EXERCISE DETAILS: Copy out each line of the material below that holds the string "comments".
++++ RECORDS SUPPLIED
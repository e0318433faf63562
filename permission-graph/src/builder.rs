//! Direct edge construction.
//!
//! Wires the one-hop implications between catalog members:
//!
//! - **Action hierarchy** at every scope (`*`, each module, each
//!   `module.resource`): `scope:a -> scope:b` for each `b` that `a`
//!   implies, and `scope:* -> scope:a` for every action.
//! - **Module cascade**: `module:a -> module.resource:a` and
//!   `module:* -> module.resource:*`.
//! - **Global cascade**: `*:a -> module:a`.
//! - **Roles**: `role:id -> grant` for each grant, `role:id -> role:parent`
//!   for each inherited parent.
//!
//! Roles must already be validated; an endpoint missing from the catalog
//! here is an internal error.

use crate::actions::ActionHierarchy;
use crate::catalog::Catalog;
use crate::config::GraphConfig;
use crate::error::{GraphError, GraphResult};
use crate::graph::ImplicationGraph;
use crate::permissions::{role_node, PermissionRef, Scope};

/// Builds the direct (pre-closure) implication graph.
pub(crate) struct GraphBuilder<'a> {
    catalog: &'a Catalog,
    hierarchy: &'a ActionHierarchy,
    graph: ImplicationGraph,
}

impl<'a> GraphBuilder<'a> {
    /// Create a builder over a catalog.
    pub(crate) fn new(catalog: &'a Catalog, hierarchy: &'a ActionHierarchy) -> Self {
        Self {
            catalog,
            hierarchy,
            graph: ImplicationGraph::new(catalog.len()),
        }
    }

    /// Wire every direct edge for `config` and return the graph.
    pub(crate) fn build(mut self, config: &GraphConfig) -> GraphResult<ImplicationGraph> {
        let hierarchy = self.hierarchy;

        // Global scope has no `*:*` node, so no wildcard edges there.
        self.apply_hierarchy(&Scope::Global, false)?;

        for (module, resources) in &config.modules {
            let module_scope = Scope::module(module);
            self.apply_hierarchy(&module_scope, true)?;

            for action in hierarchy.actions() {
                self.link(&Scope::Global.permission(action), &module_scope.permission(action))?;
            }

            for resource in resources {
                let resource_scope = Scope::resource(module, resource);
                self.apply_hierarchy(&resource_scope, true)?;

                self.link(&module_scope.wildcard(), &resource_scope.wildcard())?;
                for action in hierarchy.actions() {
                    self.link(
                        &module_scope.permission(action),
                        &resource_scope.permission(action),
                    )?;
                }
            }
        }

        for (role_id, role) in &config.roles {
            let node = role_node(role_id);
            for grant in &role.permissions {
                self.link(&node, &PermissionRef::parse(grant).node_id())?;
            }
            for parent in &role.inherits {
                self.link(&node, &role_node(parent))?;
            }
        }

        Ok(self.graph)
    }

    fn apply_hierarchy(&mut self, scope: &Scope, with_wildcard: bool) -> GraphResult<()> {
        let hierarchy = self.hierarchy;
        for action in hierarchy.actions() {
            let from = scope.permission(action);
            for implied in hierarchy.implied(action) {
                self.link(&from, &scope.permission(implied))?;
            }
            if with_wildcard {
                self.link(&scope.wildcard(), &from)?;
            }
        }
        Ok(())
    }

    fn link(&mut self, from: &str, to: &str) -> GraphResult<()> {
        let catalog = self.catalog;
        let resolve = |name: &str| {
            catalog
                .index_of(name)
                .ok_or_else(|| GraphError::Internal(format!("'{}' is not in the catalog", name)))
        };
        let (from, to) = (resolve(from)?, resolve(to)?);
        self.graph.add_edge(from, to);
        Ok(())
    }
}
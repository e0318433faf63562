//! Permission graph engine.
//!
//! [`PermissionGraph::build`] runs the whole pipeline in one synchronous
//! call:
//!
//! ```text
//! config -> catalog -> role validation -> direct edges -> cycle check -> closure
//! ```
//!
//! Either every stage succeeds and a ready, immutable graph is returned, or
//! the first failure is returned and nothing else is. A ready graph has no
//! mutation API; it is `Send + Sync` and can be shared freely between
//! threads. To change the configuration, build a new graph (see
//! [`SharedPermissionGraph`](crate::SharedPermissionGraph)).
//!
//! The closed graph stores every implied permission explicitly, so a check
//! is one hash lookup per held permission. The cost is memory: densely
//! connected configurations (many modules and resources below a wildcard)
//! approach O(V²) stored edges.

use chrono::{DateTime, Utc};
use serde::{Deserialize, Serialize};
use std::borrow::Cow;
use std::collections::{BTreeSet, HashSet};
use uuid::Uuid;

use crate::accessors::AccessorTable;
use crate::builder::GraphBuilder;
use crate::catalog::Catalog;
use crate::config::GraphConfig;
use crate::cycle::ensure_acyclic;
use crate::error::GraphResult;
use crate::graph::ImplicationGraph;
use crate::observer::{BuildObserver, TracingObserver};
use crate::permissions::role_node;
use crate::validate::validate_roles;

/// Identity of one built graph instance.
#[derive(Debug, Clone, PartialEq, Eq, Serialize, Deserialize)]
pub struct BuildInfo {
    /// Unique id of this instance.
    pub instance_id: Uuid,
    /// When construction finished.
    pub built_at: DateTime<Utc>,
}

impl BuildInfo {
    fn now() -> Self {
        Self {
            instance_id: Uuid::now_v7(),
            built_at: Utc::now(),
        }
    }
}

/// Size statistics of a built graph.
#[derive(Debug, Clone, Copy, Default, PartialEq, Eq, Serialize, Deserialize)]
pub struct GraphStats {
    /// Catalog size.
    pub permissions: usize,
    /// Edges after closure (direct and derived).
    pub edges: usize,
    /// Edges before closure.
    pub direct_edges: usize,
    /// Declared modules.
    pub modules: usize,
    /// Declared resources, summed over modules.
    pub resources: usize,
    /// Known actions.
    pub actions: usize,
    /// Declared roles.
    pub roles: usize,
}

/// Why a detailed check was allowed or denied.
#[derive(Debug, Clone, PartialEq, Eq, Serialize, Deserialize)]
#[serde(rename_all = "snake_case", tag = "kind")]
pub enum CheckReason {
    /// A held permission equals the required one.
    Exact,
    /// A held permission implies the required one.
    Implied {
        /// The held permission (role ids qualified) that implies it.
        via: String,
    },
    /// No held permission implies the required one.
    Denied,
    /// The required permission is not in the catalog.
    UnknownPermission,
}

/// Result of [`PermissionGraph::check_detailed`].
#[derive(Debug, Clone, PartialEq, Eq, Serialize, Deserialize)]
pub struct CheckResult {
    /// Whether the check passed.
    pub allowed: bool,
    /// The required permission.
    pub permission: String,
    /// The held permissions, as given.
    pub held: Vec<String>,
    /// Why.
    pub reason: CheckReason,
}

/// A fully built, transitively closed permission graph.
///
/// # Example
///
/// ```
/// use permission_graph::{GraphConfig, PermissionGraph, RoleDefinition};
///
/// let config = GraphConfig::new()
///     .module("users", ["profile", "settings"])
///     .module("posts", ["content", "comments"])
///     .role(RoleDefinition::new("moderator", "Moderator").grant("posts.comments:delete"));
///
/// let graph = PermissionGraph::build(&config).unwrap();
///
/// assert!(graph.has_permission(["users:update"], "users:read"));
/// assert!(graph.has_permission(["users:read"], "users.profile:read"));
/// assert!(graph.has_permission(["*:delete"], "posts:delete"));
/// assert!(!graph.has_permission(["users:create"], "users:update"));
///
/// // Bare role ids are qualified to `role:<id>`.
/// assert!(graph.has_permission(["moderator"], "posts.comments:read"));
/// ```
#[derive(Debug)]
pub struct PermissionGraph {
    catalog: Catalog,
    graph: ImplicationGraph,
    roles: HashSet<String>,
    accessors: AccessorTable,
    stats: GraphStats,
    info: BuildInfo,
}

impl PermissionGraph {
    /// Build a graph, reporting progress through `tracing`.
    pub fn build(config: &GraphConfig) -> GraphResult<Self> {
        Self::build_with_observer(config, &TracingObserver)
    }

    /// Build a graph, reporting progress to `observer`.
    ///
    /// # Errors
    ///
    /// Configuration errors, unknown permissions or role references in role
    /// definitions, and circular dependencies. See
    /// [`GraphError`](crate::GraphError).
    pub fn build_with_observer(
        config: &GraphConfig,
        observer: &dyn BuildObserver,
    ) -> GraphResult<Self> {
        match Self::assemble(config, observer) {
            Ok(graph) => {
                observer.on_ready(&graph.info, &graph.stats);
                Ok(graph)
            }
            Err(e) => {
                observer.on_failed(&e);
                Err(e)
            }
        }
    }

    fn assemble(config: &GraphConfig, observer: &dyn BuildObserver) -> GraphResult<Self> {
        config.validate()?;
        let hierarchy = config.action_hierarchy();

        let catalog = Catalog::generate(config, &hierarchy);
        observer.on_catalog(catalog.len());

        validate_roles(config, &catalog)?;
        observer.on_validated(config.roles.len());

        let mut graph = GraphBuilder::new(&catalog, &hierarchy).build(config)?;
        let direct_edges = graph.edge_count();
        observer.on_direct_edges(direct_edges);

        ensure_acyclic(&graph, &catalog)?;
        observer.on_acyclic();

        let added = graph.close();
        let edges = graph.edge_count();
        observer.on_closed(added, edges);

        let stats = GraphStats {
            permissions: catalog.len(),
            edges,
            direct_edges,
            modules: config.modules.len(),
            resources: config.resource_count(),
            actions: hierarchy.len(),
            roles: config.roles.len(),
        };

        Ok(Self {
            accessors: AccessorTable::generate(&catalog),
            roles: config.roles.keys().cloned().collect(),
            catalog,
            graph,
            stats,
            info: BuildInfo::now(),
        })
    }

    /// Check if the held permissions satisfy `required`.
    ///
    /// True if `required` equals a held permission or is implied by one.
    /// Held entries that are bare role ids are treated as `role:<id>`.
    /// Unknown strings never fail; they just don't match.
    pub fn has_permission<I, S>(&self, held: I, required: &str) -> bool
    where
        I: IntoIterator<Item = S>,
        S: AsRef<str>,
    {
        let target = self.catalog.index_of(required);
        held.into_iter()
            .any(|h| self.satisfies(&self.qualify(h.as_ref()), required, target))
    }

    /// Like [`has_permission`](Self::has_permission), with the reason.
    pub fn check_detailed<I, S>(&self, held: I, required: &str) -> CheckResult
    where
        I: IntoIterator<Item = S>,
        S: AsRef<str>,
    {
        let held: Vec<String> = held.into_iter().map(|h| h.as_ref().to_string()).collect();
        let target = self.catalog.index_of(required);

        let mut reason = CheckReason::Denied;
        for h in &held {
            let qualified = self.qualify(h);
            if qualified == required {
                reason = CheckReason::Exact;
                break;
            }
            if self.satisfies(&qualified, required, target) {
                reason = CheckReason::Implied {
                    via: qualified.into_owned(),
                };
                break;
            }
        }
        if reason == CheckReason::Denied && target.is_none() {
            reason = CheckReason::UnknownPermission;
        }

        CheckResult {
            allowed: matches!(reason, CheckReason::Exact | CheckReason::Implied { .. }),
            permission: required.to_string(),
            held,
            reason,
        }
    }

    /// Every permission the held set grants, including the held
    /// permissions themselves.
    pub fn effective_permissions<I, S>(&self, held: I) -> BTreeSet<String>
    where
        I: IntoIterator<Item = S>,
        S: AsRef<str>,
    {
        let mut effective = BTreeSet::new();
        for h in held {
            let qualified = self.qualify(h.as_ref());
            if let Some(node) = self.catalog.index_of(&qualified) {
                effective.extend(self.names(self.graph.implied(node)));
            }
            effective.insert(qualified.into_owned());
        }
        effective
    }

    /// Every permission that grants `permission`, including itself.
    ///
    /// Empty if `permission` is not in the catalog.
    pub fn who_grants(&self, permission: &str) -> BTreeSet<String> {
        match self.catalog.index_of(permission) {
            Some(node) => {
                let mut granters: BTreeSet<String> = self.names(self.graph.implying(node)).collect();
                granters.insert(permission.to_string());
                granters
            }
            None => BTreeSet::new(),
        }
    }

    /// Every permission `permission` grants, excluding itself.
    pub fn what_grants(&self, permission: &str) -> BTreeSet<String> {
        match self.catalog.index_of(permission) {
            Some(node) => self.names(self.graph.implied(node)).collect(),
            None => BTreeSet::new(),
        }
    }

    /// Size statistics.
    pub fn stats(&self) -> GraphStats {
        self.stats
    }

    /// Sorted textual dump of the closed graph, one line per permission
    /// that implies anything:
    ///
    /// ```text
    /// users:create -> users.profile:create, users.profile:read, users:read
    /// ```
    pub fn visualize(&self) -> String {
        let mut out = String::new();
        for (node, name) in self.catalog.iter().enumerate() {
            let mut targets: Vec<&str> = self
                .graph
                .implied(node)
                .filter_map(|i| self.catalog.name(i))
                .collect();
            if targets.is_empty() {
                continue;
            }
            targets.sort_unstable();
            out.push_str(&format!("{} -> {}\n", name, targets.join(", ")));
        }
        out
    }

    /// Check if a permission string is in the catalog.
    pub fn contains(&self, permission: &str) -> bool {
        self.catalog.contains(permission)
    }

    /// Every permission string in the catalog, sorted.
    pub fn permissions(&self) -> impl Iterator<Item = &str> {
        self.catalog.iter()
    }

    /// Declared role ids, sorted.
    pub fn roles(&self) -> Vec<&str> {
        let mut roles: Vec<&str> = self.roles.iter().map(String::as_str).collect();
        roles.sort_unstable();
        roles
    }

    /// Named accessor table.
    pub fn accessors(&self) -> &AccessorTable {
        &self.accessors
    }

    /// Identity of this instance.
    pub fn info(&self) -> &BuildInfo {
        &self.info
    }

    fn qualify<'h>(&self, held: &'h str) -> Cow<'h, str> {
        if !held.contains(':') && self.roles.contains(held) {
            Cow::Owned(role_node(held))
        } else {
            Cow::Borrowed(held)
        }
    }

    fn satisfies(&self, held: &str, required: &str, target: Option<usize>) -> bool {
        if held == required {
            return true;
        }
        match (self.catalog.index_of(held), target) {
            (Some(from), Some(to)) => self.graph.has_edge(from, to),
            _ => false,
        }
    }

    fn names<'a>(&'a self, nodes: impl Iterator<Item = usize> + 'a) -> impl Iterator<Item = String> + 'a {
        nodes.filter_map(move |i| self.catalog.name(i).map(str::to_string))
    }
}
++++++++
EXERCISE ANSWER:
///     .module("posts", ["content", "comments"])
///     .role(RoleDefinition::new("moderator", "Moderator").grant("posts.comments:delete"));
/// assert!(graph.has_permission(["moderator"], "posts.comments:read"));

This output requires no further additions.